Once you reach the line containing "pub const PAYPAL_CLIENT_SECRET: &str" in the data below, restate each line word for word up to and including the one containing "#[derive(Clone)]".

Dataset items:
-=-=-
//! Tenant-scoped payment credential resolution
//!
//! Tenants may bring their own provider accounts; those keys live in the
//! `tenant_settings` table. A tenant's key set wins only when every requested
//! key is present; otherwise the platform's environment defaults apply.
//! A key missing from both layers is a NotConfigured failure (503 downstream),
//! distinct from provider or database failures.

use std::collections::HashMap;

use sqlx::PgPool;
use uuid::Uuid;

use crate::error::{PaymentError, PaymentResult};

// Canonical setting keys. Tenant settings and platform environment
// variables use the same names.
pub const STRIPE_SECRET_KEY: &str = "STRIPE_SECRET_KEY";
pub const STRIPE_WEBHOOK_SECRET: &str = "STRIPE_WEBHOOK_SECRET";
pub const PAYPAL_CLIENT_ID: &str = "PAYPAL_CLIENT_ID";
pub const PAYPAL_CLIENT_SECRET: &str = "PAYPAL_CLIENT_SECRET";
pub const MPESA_CONSUMER_KEY: &str = "MPESA_CONSUMER_KEY";
pub const MPESA_CONSUMER_SECRET: &str = "MPESA_CONSUMER_SECRET";
pub const MPESA_SHORTCODE: &str = "MPESA_SHORTCODE";
pub const MPESA_PASSKEY: &str = "MPESA_PASSKEY";

/// Read-only resolver for provider credentials
#[derive(Clone)]
pub struct CredentialResolver {
    pool: PgPool,
}

impl CredentialResolver {
    pub fn new(pool: PgPool) -> Self {
        Self { pool }
    }

    /// Resolve the requested keys for an optional tenant scope.
    ///
    /// All-or-nothing per layer: a partial tenant key set does not mix with
    /// environment values.
    pub async fn resolve(
        &self,
        tenant_id: Option<Uuid>,
        keys: &[&str],
    ) -> PaymentResult<HashMap<String, String>> {
        if let Some(tenant_id) = tenant_id {
            let wanted: Vec<String> = keys.iter().map(|k| k.to_string()).collect();
            let rows: Vec<(String, String)> = sqlx::query_as(
                r#"
                SELECT key, value
                FROM tenant_settings
                WHERE tenant_id = $1 AND key = ANY($2)
                "#,
            )
            .bind(tenant_id)
            .bind(&wanted)
            .fetch_all(&self.pool)
            .await?;

            let found: HashMap<String, String> = rows
                .into_iter()
                .filter(|(_, value)| !value.is_empty())
                .collect();

            if keys.iter().all(|key| found.contains_key(*key)) {
                tracing::debug!(
                    tenant_id = %tenant_id,
                    keys = keys.len(),
                    "Resolved tenant-scoped payment credentials"
                );
                return Ok(found);
            }

            tracing::debug!(
                tenant_id = %tenant_id,
                "Tenant credential set incomplete, falling back to platform defaults"
            );
        }

        Self::from_environment(keys)
    }

    /// Platform-wide defaults from the process environment
    fn from_environment(keys: &[&str]) -> PaymentResult<HashMap<String, String>> {
        let mut values = HashMap::with_capacity(keys.len());
        for key in keys {
            match std::env::var(key) {
                Ok(value) if !value.is_empty() => {
                    values.insert((*key).to_string(), value);
                }
                _ => return Err(PaymentError::NotConfigured((*key).to_string())),
            }
        }
        Ok(values)
    }
}

#[cfg(test)]
#[allow(clippy::unwrap_used, clippy::expect_used)]
mod tests {
    use super::*;
    use serial_test::serial;

    #[test]
    #[serial]
    fn env_fallback_returns_all_requested_keys() {
        std::env::set_var("TEST_CRED_A", "alpha");
        std::env::set_var("TEST_CRED_B", "beta");

        let values =
            CredentialResolver::from_environment(&["TEST_CRED_A", "TEST_CRED_B"]).unwrap();
        assert_eq!(values.get("TEST_CRED_A").map(String::as_str), Some("alpha"));
        assert_eq!(values.get("TEST_CRED_B").map(String::as_str), Some("beta"));

        std::env::remove_var("TEST_CRED_A");
        std::env::remove_var("TEST_CRED_B");
    }

    #[test]
    #[serial]
    fn env_fallback_fails_with_missing_key_name() {
        std::env::set_var("TEST_CRED_PRESENT", "x");
        std::env::remove_var("TEST_CRED_ABSENT");

        let err =
            CredentialResolver::from_environment(&["TEST_CRED_PRESENT", "TEST_CRED_ABSENT"])
                .unwrap_err();
        match err {
            PaymentError::NotConfigured(key) => assert_eq!(key, "TEST_CRED_ABSENT"),
            other => panic!("expected NotConfigured, got {other:?}"),
        }

        std::env::remove_var("TEST_CRED_PRESENT");
    }

    #[test]
    #[serial]
    fn env_fallback_treats_empty_as_missing() {
        std::env::set_var("TEST_CRED_EMPTY", "");
        let err = CredentialResolver::from_environment(&["TEST_CRED_EMPTY"]).unwrap_err();
        assert!(matches!(err, PaymentError::NotConfigured(_)));
        std::env::remove_var("TEST_CRED_EMPTY");
    }
}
-=-=-
Solved problem:
pub const PAYPAL_CLIENT_SECRET: &str = "PAYPAL_CLIENT_SECRET";
pub const MPESA_CONSUMER_KEY: &str = "MPESA_CONSUMER_KEY";
pub const MPESA_CONSUMER_SECRET: &str = "MPESA_CONSUMER_SECRET";
pub const MPESA_SHORTCODE: &str = "MPESA_SHORTCODE";
pub const MPESA_PASSKEY: &str = "MPESA_PASSKEY";

/// Read-only resolver for provider credentials
#[derive(Clone)]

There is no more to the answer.